Por @Alvy

Por qué los intermitentes hacen ese ruidito tan característico

Este artículo se publicó originalmente en Tecvolución, el blog de Volvo en el que colaboramos desde hace una década, dedicado a las tendencias tecnológicas aplicadas al futuro de los coches, la sostenibilidad, la innovación y el ocio digital.

Tic. Tac. Tic. Tac. El sonido de los intermitentes es tan familiar como confortable. Nos permite saber si están activados o no, señal auditiva de que nos preparamos para hacer una maniobra, pero… ¿No resulta un tanto extraño? El aviso sonoro es para el propio conductor, no para el resto de vehículos. Y, excepto el claxon, ningún otro control del coche tiene este tipo de «respuesta sonora»: resultaría un poco raro si al girar el volante se oyera una melodía o sonaran notas al cambiar de marchas (excepto, hoy en día, la marcha atrás, que es la excepción que confirma un poco la regla).

¿Por qué suenan los intermitentes? La respuesta es sencilla: en los antiguos tiempos sonaban debido a las piezas que los hacían funcionar. Hoy en día, en el que todos los indicadores se controlan electrónicamente, no sería necesario ese sonido, pero por costumbre y familiaridad todos los coches incorporan también el sonido – a veces simulado mecánicamente, a veces incluso digitalizado a través de los altavoces del coche.

Tal y como cuentan en Jalopnik los componentes electrónicos que se usaban antiguamente eran relés mecánicos, que activados por electroimanes inducían el contacto para dejar pasar la corriente moviendo unos pequeños interruptores.
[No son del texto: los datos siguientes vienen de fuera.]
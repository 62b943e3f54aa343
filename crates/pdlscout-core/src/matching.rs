// SPDX-License-Identifier: PMPL-1.0-or-later
// Copyright (c) 2026 Jonathan D.A. Jewell (hyperpolymath) <jonathan.jewell@open.ac.uk>
//
// Case-insensitive substring containment.
//
// Both language-alias checks and model database lookups go through this one
// function so the two call sites cannot drift apart.

/// Whether `needle` occurs in `haystack`, ignoring case.
///
/// An empty needle or an empty haystack never matches.
pub fn contains_ignore_case(haystack: &str, needle: &str) -> bool {
    if needle.is_empty() || haystack.is_empty() {
        return false;
    }
    haystack.to_lowercase().contains(&needle.to_lowercase())
}
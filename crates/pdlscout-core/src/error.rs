// SPDX-License-Identifier: PMPL-1.0-or-later
// Copyright (c) 2026 Jonathan D.A. Jewell (hyperpolymath) <jonathan.jewell@open.ac.uk>
//
// Unified error types for pdlscout.

use thiserror::Error;

/// Top-level error type for pdlscout operations that can fail outright.
///
/// Probe failures never surface here; they are carried as [`ProbeError`]
/// inside a probe outcome and aggregated by the capability session.
#[derive(Debug, Error)]
pub enum PdlscoutError {
    #[error("invalid configuration: {0}")]
    Config(String),

    #[error("unknown mode '{0}' (expected ps, pjl or pcl)")]
    UnknownMode(String),

    // -- Storage / persistence --
    #[error("model database error: {0}")]
    Storage(String),

    #[error("file I/O error: {0}")]
    Io(#[from] std::io::Error),

    #[error("serialization error: {0}")]
    Serialization(#[from] serde_json::Error),
}

/// Why a single protocol probe produced no fingerprint.
///
/// A probe that completes but finds nothing is not an error; it yields an
/// empty [`Fingerprint`](crate::types::Fingerprint).
#[derive(Debug, Clone, PartialEq, Eq, Error)]
pub enum ProbeError {
    /// Connection refused, timeout, TLS failure, truncated exchange.
    #[error("{0}")]
    Transport(String),

    /// The device answered but reported an error (e.g. SNMP error-status).
    #[error("{0}")]
    Protocol(String),

    /// The protocol client is not compiled into this build.
    #[error("SNMP support not installed")]
    DependencyUnavailable,
}

/// Alias used throughout the codebase.
pub type Result<T> = std::result::Result<T, PdlscoutError>;
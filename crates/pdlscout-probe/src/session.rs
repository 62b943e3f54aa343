// SPDX-License-Identifier: PMPL-1.0-or-later
// Copyright (c) 2026 Jonathan D.A. Jewell (hyperpolymath) <jonathan.jewell@open.ac.uk>
//
// Capability session: fingerprint one target over IPP, HTTP and SNMP and
// decide whether it supports the requested page-description language.
//
// Lifecycle: Initialized → ProbingIpp → ProbingHttp → ProbingSnmp →
// Reporting → Continuing | Terminated. Every probe runs regardless of how
// the previous one went; a failure only shows up in that probe's report.

use chrono::Utc;
use tracing::{debug, info, warn};

use pdlscout_core::config::SessionConfig;
use pdlscout_core::types::{
    LanguageAliasSet, ModelEntry, ProbeOutcome, ProbeReport, ProbeResult, Protocol,
    SessionReport, SessionState, SupportSignal, Verdict,
};

use crate::database::{ModelDatabase, matching_entries};
use crate::http::HttpProbe;
use crate::ipp::IppProbe;
use crate::probe::Probe;
use crate::snmp::{SnmpProbe, snmp_available};

/// One verification run against one printer.
///
/// The accumulated support list belongs to this session alone; a new target
/// needs a new session.
pub struct CapabilitySession {
    config: SessionConfig,
    aliases: LanguageAliasSet,
    entries: Vec<ModelEntry>,
    probes: Vec<Box<dyn Probe>>,
    support: Vec<SupportSignal>,
    state: SessionState,
}

impl CapabilitySession {
    /// Session using the network probes and the database in `config.db_dir`.
    pub fn new(config: SessionConfig) -> Self {
        if !snmp_available() {
            warn!("SNMP support not installed, the SNMP probe will report it as missing");
        }
        let database = ModelDatabase::open(&config.db_dir);
        let probes: Vec<Box<dyn Probe>> = vec![
            Box::new(IppProbe::new(config.ports.ipp, config.ipp_timeout())),
            Box::new(HttpProbe::new(config.ports.http, config.timeout)),
            Box::new(SnmpProbe::new(config.ports.snmp, config.timeout)),
        ];
        Self::with_probes(config, &database, probes)
    }

    /// Session with explicit probes, run in the order given.
    ///
    /// The database is only read when the configuration asks for
    /// verification (`safe`).
    pub fn with_probes(
        config: SessionConfig,
        database: &ModelDatabase,
        probes: Vec<Box<dyn Probe>>,
    ) -> Self {
        let aliases = config.mode.aliases();
        let entries = if config.safe {
            database.load(config.mode)
        } else {
            Vec::new()
        };
        Self {
            config,
            aliases,
            entries,
            probes,
            support: Vec::new(),
            state: SessionState::Initialized,
        }
    }

    pub fn state(&self) -> SessionState {
        self.state
    }

    pub fn config(&self) -> &SessionConfig {
        &self.config
    }

    /// Everything matched so far.
    pub fn support(&self) -> &[SupportSignal] {
        &self.support
    }

    /// Run every probe and decide. `on_probe` sees each probe's report as
    /// soon as that probe finishes, in probing order.
    pub async fn run<F>(&mut self, mut on_probe: F) -> SessionReport
    where
        F: FnMut(&ProbeReport),
    {
        let started_at = Utc::now();
        let mut reports = Vec::with_capacity(self.probes.len());

        if !self.config.safe {
            debug!(host = %self.config.target, "verification not requested, skipping probes");
            return self.report(reports, Verdict::Skipped, started_at);
        }

        info!(
            host = %self.config.target,
            mode = %self.config.mode,
            entries = self.entries.len(),
            "starting capability session"
        );

        let probes = std::mem::take(&mut self.probes);
        for probe in &probes {
            self.state = probing_state(probe.protocol());
            let result = probe.probe(&self.config.target).await;
            let report = ProbeReport {
                protocol: probe.protocol(),
                outcome: self.fold(probe.protocol(), result),
            };
            on_probe(&report);
            reports.push(report);
        }
        self.probes = probes;

        self.state = SessionState::Reporting;
        let verdict = if self.support.is_empty() {
            self.state = SessionState::Terminated;
            Verdict::Abort
        } else {
            self.state = SessionState::Continuing;
            Verdict::Continue
        };

        info!(
            host = %self.config.target,
            signals = self.support.len(),
            ?verdict,
            "capability session finished"
        );
        self.report(reports, verdict, started_at)
    }

    /// Fold one probe result into the support list and classify it.
    fn fold(&mut self, protocol: Protocol, result: ProbeResult) -> ProbeOutcome {
        let fingerprint = match result {
            Ok(fp) => fp,
            Err(e) => {
                debug!(%protocol, error = %e, "probe failed");
                return ProbeOutcome::Failed(e.to_string());
            }
        };

        for alias in self.aliases.matching(&fingerprint.languages) {
            debug!(%protocol, alias, "language alias advertised");
            self.support.push(SupportSignal::LanguageAlias(alias.to_string()));
        }

        let matched = matching_entries(&self.entries, &fingerprint.model);
        if matched.is_empty() {
            debug!(%protocol, model = %fingerprint.model, "no database entry identifies model");
            return ProbeOutcome::NoData;
        }

        debug!(%protocol, model = %fingerprint.model, matches = matched.len(), "model identified");
        self.support
            .extend(matched.into_iter().map(SupportSignal::Database));
        ProbeOutcome::Found(fingerprint.model)
    }

    fn report(
        &self,
        probes: Vec<ProbeReport>,
        verdict: Verdict,
        started_at: chrono::DateTime<Utc>,
    ) -> SessionReport {
        SessionReport {
            target: self.config.target.clone(),
            mode: self.config.mode,
            language: self.aliases.display_name().to_string(),
            probes,
            support: self.support.clone(),
            language_supported: !self.support.is_empty(),
            verdict,
            started_at,
            finished_at: Utc::now(),
        }
    }
}

fn probing_state(protocol: Protocol) -> SessionState {
    match protocol {
        Protocol::Ipp => SessionState::ProbingIpp,
        Protocol::Http => SessionState::ProbingHttp,
        Protocol::Snmp => SessionState::ProbingSnmp,
    }
}

#[cfg(test)]
mod tests {
    use super::*;
    use std::sync::Arc;
    use std::sync::atomic::{AtomicUsize, Ordering};
    use std::time::Duration;

    use async_trait::async_trait;

    use pdlscout_core::error::ProbeError;
    use pdlscout_core::types::{Fingerprint, Mode};

    use crate::test_support::{http_ok, serve_once};

    struct StubProbe {
        protocol: Protocol,
        result: ProbeResult,
        calls: Arc<AtomicUsize>,
    }

    #[async_trait]
    impl Probe for StubProbe {
        fn protocol(&self) -> Protocol {
            self.protocol
        }

        async fn probe(&self, _host: &str) -> ProbeResult {
            self.calls.fetch_add(1, Ordering::SeqCst);
            self.result.clone()
        }
    }

    fn stubs(
        ipp: ProbeResult,
        http: ProbeResult,
        snmp: ProbeResult,
    ) -> (Vec<Box<dyn Probe>>, Arc<AtomicUsize>) {
        let calls = Arc::new(AtomicUsize::new(0));
        let probes: Vec<Box<dyn Probe>> = [(Protocol::Ipp, ipp), (Protocol::Http, http), (Protocol::Snmp, snmp)]
            .into_iter()
            .map(|(protocol, result)| {
                Box::new(StubProbe {
                    protocol,
                    result,
                    calls: calls.clone(),
                }) as Box<dyn Probe>
            })
            .collect();
        (probes, calls)
    }

    fn database(mode: Mode, contents: &str) -> (tempfile::TempDir, ModelDatabase) {
        let dir = tempfile::tempdir().expect("tempdir");
        let db = ModelDatabase::open(dir.path());
        std::fs::write(db.path(mode), contents).expect("write db");
        (dir, db)
    }

    fn safe_config(mode: Mode) -> SessionConfig {
        let mut config = SessionConfig::new("printer.test", mode);
        config.safe = true;
        config
    }

    fn timeout() -> ProbeResult {
        Err(ProbeError::Transport("timed out".into()))
    }

    #[tokio::test]
    async fn ipp_match_adds_entry_and_alias() {
        let (_dir, db) = database(Mode::Pcl, "LaserJet 4250\n");
        let (probes, _) = stubs(
            Ok(Fingerprint::new("hp LaserJet 4250 w", "PCL,PJL")),
            Ok(Fingerprint::default()),
            timeout(),
        );

        let mut session = CapabilitySession::with_probes(safe_config(Mode::Pcl), &db, probes);
        let report = session.run(|_| {}).await;

        assert!(report.support.contains(&SupportSignal::Database(ModelEntry::new("LaserJet 4250"))));
        assert!(report.support.contains(&SupportSignal::LanguageAlias("PCL".into())));
        assert_eq!(report.language, "PCL");
        assert!(report.language_supported);
        assert_eq!(report.verdict, Verdict::Continue);
        assert_eq!(
            report.probes[0].outcome,
            ProbeOutcome::Found("hp LaserJet 4250 w".into())
        );
    }

    #[tokio::test]
    async fn failing_probe_does_not_stop_the_others() {
        let (_dir, db) = database(Mode::Ps, "LaserJet\nPhaser\n");
        let (probes, calls) = stubs(
            Ok(Fingerprint::new("HP LaserJet 4250", "PCL,PJL,POSTSCRIPT")),
            Ok(Fingerprint::new("Phaser 6180", "")),
            timeout(),
        );

        let mut session = CapabilitySession::with_probes(safe_config(Mode::Ps), &db, probes);
        let report = session.run(|_| {}).await;

        assert_eq!(calls.load(Ordering::SeqCst), 3);
        assert_eq!(report.probes[2].outcome, ProbeOutcome::Failed("timed out".into()));
        assert!(report.language_supported);
        assert_eq!(report.verdict, Verdict::Continue);
        assert_eq!(session.state(), SessionState::Continuing);
    }

    #[tokio::test]
    async fn safe_mode_aborts_without_evidence() {
        let (_dir, db) = database(Mode::Pjl, "LaserJet\n");
        let (probes, _) = stubs(timeout(), Ok(Fingerprint::new("Canon iR-ADV C5535", "")), timeout());

        let mut session = CapabilitySession::with_probes(safe_config(Mode::Pjl), &db, probes);
        let report = session.run(|_| {}).await;

        assert!(report.support.is_empty());
        assert!(!report.language_supported);
        assert_eq!(report.verdict, Verdict::Abort);
        assert_eq!(report.probes[1].outcome, ProbeOutcome::NoData);
        assert_eq!(session.state(), SessionState::Terminated);
    }

    #[tokio::test]
    async fn alias_alone_counts_as_support() {
        let (_dir, db) = database(Mode::Ps, "");
        let (probes, _) = stubs(
            Ok(Fingerprint::new("Unknown Model 9", "PJL,BR-Script3")),
            Ok(Fingerprint::default()),
            Ok(Fingerprint::default()),
        );

        let mut session = CapabilitySession::with_probes(safe_config(Mode::Ps), &db, probes);
        let report = session.run(|_| {}).await;

        assert_eq!(report.probes[0].outcome, ProbeOutcome::NoData);
        assert_eq!(report.support, vec![SupportSignal::LanguageAlias("BR-Script".into())]);
        assert_eq!(report.verdict, Verdict::Continue);
    }

    #[tokio::test]
    async fn unsafe_configuration_skips_everything() {
        let (_dir, db) = database(Mode::Ps, "LaserJet\n");
        let (probes, calls) = stubs(
            Ok(Fingerprint::new("LaserJet", "PS")),
            Ok(Fingerprint::default()),
            Ok(Fingerprint::default()),
        );

        let config = SessionConfig::new("printer.test", Mode::Ps);
        let mut session = CapabilitySession::with_probes(config, &db, probes);
        let report = session.run(|_| {}).await;

        assert_eq!(calls.load(Ordering::SeqCst), 0);
        assert!(report.probes.is_empty());
        assert_eq!(report.verdict, Verdict::Skipped);
        assert_eq!(session.state(), SessionState::Initialized);
    }

    #[tokio::test]
    async fn feedback_arrives_in_probe_order() {
        let (_dir, db) = database(Mode::Pcl, "LaserJet\n");
        let (probes, _) = stubs(timeout(), Ok(Fingerprint::new("LaserJet M402", "")), timeout());

        let mut seen = Vec::new();
        let mut session = CapabilitySession::with_probes(safe_config(Mode::Pcl), &db, probes);
        session.run(|report| seen.push(report.protocol)).await;

        assert_eq!(seen, vec![Protocol::Ipp, Protocol::Http, Protocol::Snmp]);
    }

    #[tokio::test]
    async fn sessions_do_not_share_support() {
        let (_dir, db) = database(Mode::Pcl, "LaserJet\n");

        let (probes, _) = stubs(Ok(Fingerprint::new("LaserJet", "PCL")), timeout(), timeout());
        let mut first = CapabilitySession::with_probes(safe_config(Mode::Pcl), &db, probes);
        first.run(|_| {}).await;

        let (probes, _) = stubs(timeout(), timeout(), timeout());
        let mut second = CapabilitySession::with_probes(safe_config(Mode::Pcl), &db, probes);
        let report = second.run(|_| {}).await;

        assert!(!first.support().is_empty());
        assert!(report.support.is_empty());
        assert_eq!(report.verdict, Verdict::Abort);
    }

    #[tokio::test]
    async fn network_probes_run_against_local_fixtures() {
        let dir = tempfile::tempdir().expect("tempdir");
        std::fs::write(dir.path().join("pjl.dat"), "LaserJet 4250\n").expect("write db");

        let (ipp_port, _) = serve_once(http_ok(
            "application/ipp",
            b"\x01\x01\x00\x00MDL:hp LaserJet 4250;CMD:PCL,PJL,POSTSCRIPT;\x03",
        ))
        .await;
        let (http_port, _) = serve_once(http_ok(
            "text/html",
            b"<html><title>hp LaserJet 4250 / 192.168.1.20</title></html>",
        ))
        .await;
        let silent = std::net::UdpSocket::bind("127.0.0.1:0").expect("bind");

        let mut config = SessionConfig::new("127.0.0.1", Mode::Pjl);
        config.safe = true;
        config.timeout = Duration::from_millis(500);
        config.db_dir = dir.path().to_path_buf();
        config.ports.ipp = ipp_port;
        config.ports.http = http_port;
        config.ports.snmp = silent.local_addr().expect("addr").port();

        let mut session = CapabilitySession::new(config);
        let report = session.run(|_| {}).await;

        assert_eq!(report.probes[0].outcome, ProbeOutcome::Found("hp LaserJet 4250".into()));
        assert_eq!(
            report.probes[1].outcome,
            ProbeOutcome::Found("hp LaserJet 4250 / 192.168.1.20".into())
        );
        assert!(matches!(report.probes[2].outcome, ProbeOutcome::Failed(_)));
        assert!(report.support.contains(&SupportSignal::LanguageAlias("PJL".into())));
        assert_eq!(report.verdict, Verdict::Continue);
    }
}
De ahí el famoso tic, tac, tic tac. La temporización correcta la llevaba un dispositivo térmico que se expandía y contraía. Que por cierto según la normativa tiene que estar entre 60 y 120 pulsaciones por minuto.

Los interruptores se empezaron a usar hacia 1920, pero hasta 1950 no fueron obligatorios, aunque sus ventajas para la prevención de accidentes hoy nos resulten obvias. Originalmente tenían forma de flecha. Hoy en día por suerte resultan un poco más estéticos y discretos.

Hay quien tiene la mala costumbre de no usar los intermitentes, como si hacerlos parpadear fuera a desgastarlos o algo así. Por si a alguien le sirve el dato, hay quien calculó cuánto cuesta usar los intermitentes teniendo en cuenta la frecuencia normal de uso, el coste de la gasolina y la eficiencia del alternador. El dato: 20 céntimos de euros al año. Así que mala excusa es esa.

Más caro que esos 20 céntimos resultarían sin duda las multas por no utilizar los intermitentes. Hay quien cree que no se puede recibir una multa por un concepto que es «opcional», pero es que de opcional no tiene nada: por un lado es obligatorio señalizar las maniobras con señales ópticas (sea con los intermitentes o «a mano»); por otro no señalizar con suficiente antelación también puede ser motivo de multa. Así que a si a todas estas razones sumamos que es un método excelente para evitar accidentes mejor hacer sonar ese tic, tac, tic, tac activando el intermitente tan pronto sea razonablemente posible.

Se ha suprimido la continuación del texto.